Когда Криспин Хесфорд работал над задачей девяти точек на семинаре ОС, вспомнил следующую историю. Он работал завхозом в сквере и за несколько лет, в соответствии с указаниями начальника, накопил большую кучу сухих кустов. Затем начальник сказал ему, что пора от нее избавиться. Хесфорд нанял несколько человек, чтобы растащить и увезти спутавшиеся между собой кусты. За день работы они едва уменьшили кучу, потому что прутья кустов сплелись намертво. Продолжать решать эту задачу таким способом было невозможно.
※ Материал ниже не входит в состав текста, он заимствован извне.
#[cfg(test)]
mod tests {
  use super::*;
  use crate::domain::{fixtures::quiz_with_keys, ScoringAuthority};
  use crate::timer::manual::ManualClock;

  fn engine() -> (QuizSession, Arc<ManualClock>) {
    let clock = Arc::new(ManualClock::new());
    (QuizSession::new(clock.clone()), clock)
  }

  #[test]
  fn start_initializes_first_question_and_empty_slots() {
    let (mut e, _) = engine();
    let s = e.start(quiz_with_keys("a", &[1, 2, 3, 0], None)).expect("start");
    assert_eq!(s.index(), 0);
    assert_eq!(s.answers(), &[None, None, None, None]);
    assert_eq!(s.status(), SessionStatus::InProgress);
    assert_eq!(s.remaining_secs(), None);
  }

  #[test]
  fn start_rejects_empty_and_malformed_quizzes_without_touching_state() {
    let (mut e, _) = engine();
    let empty = quiz_with_keys("e", &[], None);
    assert!(matches!(e.start(empty), Err(SessionError::InvalidQuiz(_))));
    assert_eq!(e.status(), SessionStatus::Idle);

    e.start(quiz_with_keys("ok", &[1], None)).unwrap();
    let id = e.session_id();
    let mut bad = quiz_with_keys("bad", &[9], None);
    bad.questions[0].correct_index = Some(9);
    assert!(matches!(e.start(bad), Err(SessionError::InvalidQuiz(_))));
    assert_eq!(e.session_id(), id);
    assert_eq!(e.status(), SessionStatus::InProgress);
  }

  #[test]
  fn select_answer_overwrites_and_checks_bounds() {
    let (mut e, _) = engine();
    e.start(quiz_with_keys("a", &[1, 2], None)).unwrap();
    e.select_answer(0).unwrap();
    e.select_answer(3).unwrap();
    assert_eq!(
      e.select_answer(4),
      Err(SessionError::IndexOutOfRange { option: 4, options: 4 })
    );
    let s = e.active().unwrap();
    assert_eq!(s.answers(), &[Some(3), None]);
    assert_eq!(s.index(), 0, "selecting never advances");
  }

  #[test]
  fn slot_count_is_invariant_under_any_selection_sequence() {
    let (mut e, _) = engine();
    e.start(quiz_with_keys("a", &[0, 1, 2], None)).unwrap();
    for step in 0..50i64 {
      let _ = e.select_answer((step % 7) as usize);
      e.advance(if step % 3 == 0 { -1 } else { 1 });
      let s = e.active().unwrap();
      assert_eq!(s.answers().len(), 3);
      assert!(s.answers().iter().all(|a| a.map_or(true, |o| o < 4)));
    }
  }

  #[test]
  fn advance_clamps_for_any_delta() {
    let (mut e, _) = engine();
    e.start(quiz_with_keys("a", &[1, 2, 3], None)).unwrap();
    for _ in 0..10 {
      assert!(e.advance(1).unwrap() <= 2);
    }
    assert_eq!(e.active().unwrap().index(), 2);
    assert_eq!(e.advance(i64::MIN), Some(0));
    assert_eq!(e.advance(i64::MAX), Some(2));
    assert_eq!(e.advance(-1), Some(1));
    assert_eq!(e.status(), SessionStatus::InProgress, "running off the end never submits");
  }

  #[test]
  fn advance_without_session_is_none() {
    let (mut e, _) = engine();
    assert_eq!(e.advance(1), None);
  }

  #[test]
  fn submit_scores_once_and_is_idempotent() {
    let (mut e, clock) = engine();
    e.start(quiz_with_keys("a", &[1, 2, 3], None)).unwrap();
    e.select_answer(1).unwrap();
    e.advance(2);
    e.select_answer(3).unwrap();
    clock.advance(Duration::from_millis(41_600));

    let first = e.submit().unwrap();
    let second = e.submit().unwrap();
    assert!(Arc::ptr_eq(&first, &second));
    assert_eq!(first.scorecard.score, 2);
    assert_eq!(first.scorecard.rounded_percentage(), 67);
    assert_eq!(first.time_taken_secs, 42);
    assert_eq!(first.scored_by, ScoringAuthority::Local);
    assert_eq!(e.status(), SessionStatus::Submitted);
    assert_eq!(e.active().unwrap().submitted_by(), Some(SubmitTrigger::Manual));
  }

  #[test]
  fn operations_before_start_report_empty_session() {
    let (mut e, _) = engine();
    assert_eq!(e.submit(), Err(SessionError::EmptySession));
    assert_eq!(e.tick(), Err(SessionError::EmptySession));
    assert_eq!(e.select_answer(0), Err(SessionError::EmptySession));
    assert_eq!(e.abandon(), Err(SessionError::EmptySession));
    assert_eq!(e.status(), SessionStatus::Idle);
  }

  #[test]
  fn timer_expiry_auto_submits_after_limit_ticks() {
    let (mut e, clock) = engine();
    e.start(quiz_with_keys("t", &[0, 1], Some(5))).unwrap();
    e.select_answer(0).unwrap();
    for left in (1..5).rev() {
      clock.advance(Duration::from_secs(1));
      assert_eq!(e.tick().unwrap(), TickOutcome::Remaining(left));
    }
    clock.advance(Duration::from_secs(1));
    let TickOutcome::Expired(result) = e.tick().unwrap() else {
      panic!("fifth tick should expire the session");
    };
    assert_eq!(e.status(), SessionStatus::Submitted);
    assert_eq!(result.scorecard.score, 1);
    assert_eq!(result.time_taken_secs, 5);
    assert_eq!(e.active().unwrap().submitted_by(), Some(SubmitTrigger::TimerExpired));
    assert_eq!(e.tick().unwrap(), TickOutcome::Inactive);
    assert!(Arc::ptr_eq(&result, &e.submit().unwrap()), "late manual submit is a no-op");
  }

  #[test]
  fn expiry_bypasses_pending_confirmation() {
    let (mut e, _) = engine();
    e.start(quiz_with_keys("t", &[0], Some(2))).unwrap();
    assert_eq!(
      e.request_submit().unwrap(),
      SubmitGate::Confirm { unanswered: 1, remaining_secs: Some(2) }
    );
    assert!(e.active().unwrap().confirm_pending());
    e.tick().unwrap();
    assert!(matches!(e.tick().unwrap(), TickOutcome::Expired(_)));
    assert!(!e.active().unwrap().confirm_pending());
    assert!(matches!(e.request_submit().unwrap(), SubmitGate::Done(_)));
  }

  #[test]
  fn declining_confirmation_resumes_the_same_countdown() {
    let (mut e, _) = engine();
    e.start(quiz_with_keys("t", &[0], Some(10))).unwrap();
    e.tick().unwrap();
    e.tick().unwrap();
    e.request_submit().unwrap();
    e.tick().unwrap();
    assert_eq!(e.decline_submit(), Some(7));
    assert_eq!(e.tick().unwrap(), TickOutcome::Remaining(6));
    assert_eq!(e.status(), SessionStatus::InProgress);
  }

  #[test]
  fn late_tick_catches_up_with_the_clock() {
    let (mut e, clock) = engine();
    e.start(quiz_with_keys("t", &[0], Some(30))).unwrap();
    clock.advance(Duration::from_secs(1));
    assert_eq!(e.tick().unwrap(), TickOutcome::Remaining(29));

    // Owner was busy for ten seconds; only one tick made it through.
    clock.advance(Duration::from_millis(10_400));
    assert_eq!(e.tick().unwrap(), TickOutcome::Remaining(19));

    clock.advance(Duration::from_secs(25));
    assert!(matches!(e.tick().unwrap(), TickOutcome::Expired(_)));
    assert_eq!(e.active().unwrap().submitted_by(), Some(SubmitTrigger::TimerExpired));
  }

  #[test]
  fn untimed_session_ignores_ticks() {
    let (mut e, _) = engine();
    e.start(quiz_with_keys("u", &[0], None)).unwrap();
    assert_eq!(e.tick().unwrap(), TickOutcome::Untimed);
    assert_eq!(e.status(), SessionStatus::InProgress);
  }

  #[test]
  fn abandon_produces_no_result_and_cancels_timer() {
    let (mut e, _) = engine();
    e.start(quiz_with_keys("x", &[0, 1, 2], Some(30))).unwrap();
    let timer = e.active().unwrap().timer_token();
    e.select_answer(1).unwrap();
    e.abandon().unwrap();

    assert!(timer.is_cancelled());
    assert_eq!(e.status(), SessionStatus::Abandoned);
    assert!(e.active().unwrap().result().is_none());
    assert_eq!(e.tick().unwrap(), TickOutcome::Inactive);
    assert_eq!(e.active().unwrap().remaining_secs(), Some(30));
    assert_eq!(e.submit(), Err(SessionError::SessionClosed));
    assert_eq!(e.select_answer(0), Err(SessionError::SessionClosed));
    assert!(e.abandon().is_ok(), "abandon on a finished session is a no-op");
  }

  #[test]
  fn submit_cancels_timer_token() {
    let (mut e, _) = engine();
    e.start(quiz_with_keys("x", &[0], Some(30))).unwrap();
    let timer = e.active().unwrap().timer_token();
    e.submit().unwrap();
    assert!(timer.is_cancelled());
  }

  #[test]
  fn starting_over_abandons_the_running_session() {
    let (mut e, _) = engine();
    e.start(quiz_with_keys("first", &[0], Some(30))).unwrap();
    let old_timer = e.active().unwrap().timer_token();
    let old_id = e.session_id();
    e.start(quiz_with_keys("second", &[0, 1], None)).unwrap();
    assert!(old_timer.is_cancelled());
    assert_ne!(e.session_id(), old_id);
    assert_eq!(e.active().unwrap().quiz().id, "second");
  }
}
Что же делать? Криспин решил изучить ситуацию. Как мы отметили, наблюдение на немом уровне может привести к творческим решениям. Он смотрел и смотрел, и вдруг абстрагировал кучу не как индивидуальные прутья, а как целый предмет — большой кусок сыра. Что можно сделать с куском сыра? Разрезать. Поэтому он взял электропилу и очень быстро разрезал «сыр» на кусочки.

Использование многопорядковости может помочь нам лучше понять возможности «логической судьбы». Спиральные ожидания и другие предположения приводят нас к «большему количеству тех же результатов». Если мы хотим других результатов, нам стоит выбраться из «коробки», чтобы открыть и поменять эти оценки высокого порядка. 
Мы не полностью поддерживаем это решение, так как использовать электропилу таким способом — опасно. Мы также отметим, что эту проблему можно было бы избежать, если бы ранее некоторые предположения начальника были поставлены под сомнение. Какие предположения фигурировали в указании накопить огромную кучу кустов в сравнении с указанием убирать кусты чаще?

Однако в данной ситуации Криспин решил проблему с пониманием того, что он может выбраться из своей «коробки», провести переоценку своих предположений и перекартировать свои прежние картирования (план действий), чтобы создать новую, более полезную карту. Мы считаем это хорошим примером креатического оценивания.

Мы отмечали, что научное отношение зависит от вопросов, которые мы задаем, и пересмотра предположений. Прогресс нашего понимания происходит, когда мы учимся быть открытыми по отношению к непрерывному оцениванию наших оценок. Системы, которые допускают такую открытость, могут адаптироваться адекватнее к новой информации.

Мы можем лучше понять характеризацию ОС Коржибски как не-аристотелевой системы, если мы поймем многопорядковость и открытые системы. ОС можно рассматривать как мета-систему (систему о системах), с помощью которой можно оценивать другие системы. А с точки зрения само-рефлексивности мы остаемся открытыми в отношении пересмотра самой ОС.


1. Ellis, How to Stubbornly Refuse to Make Yourself Miserable about Anything — Yes, Anything!, pp. 14-15.
2. Korzybski, Science and Sanity, p. 58.
3. Ibid., p. 436.
4. Lederer, p. 134.
5. Ibid., pp. 129, 130, 131.
6. Laing, p. 21.
7. Korzybski, Science and Sanity, p. lxvi.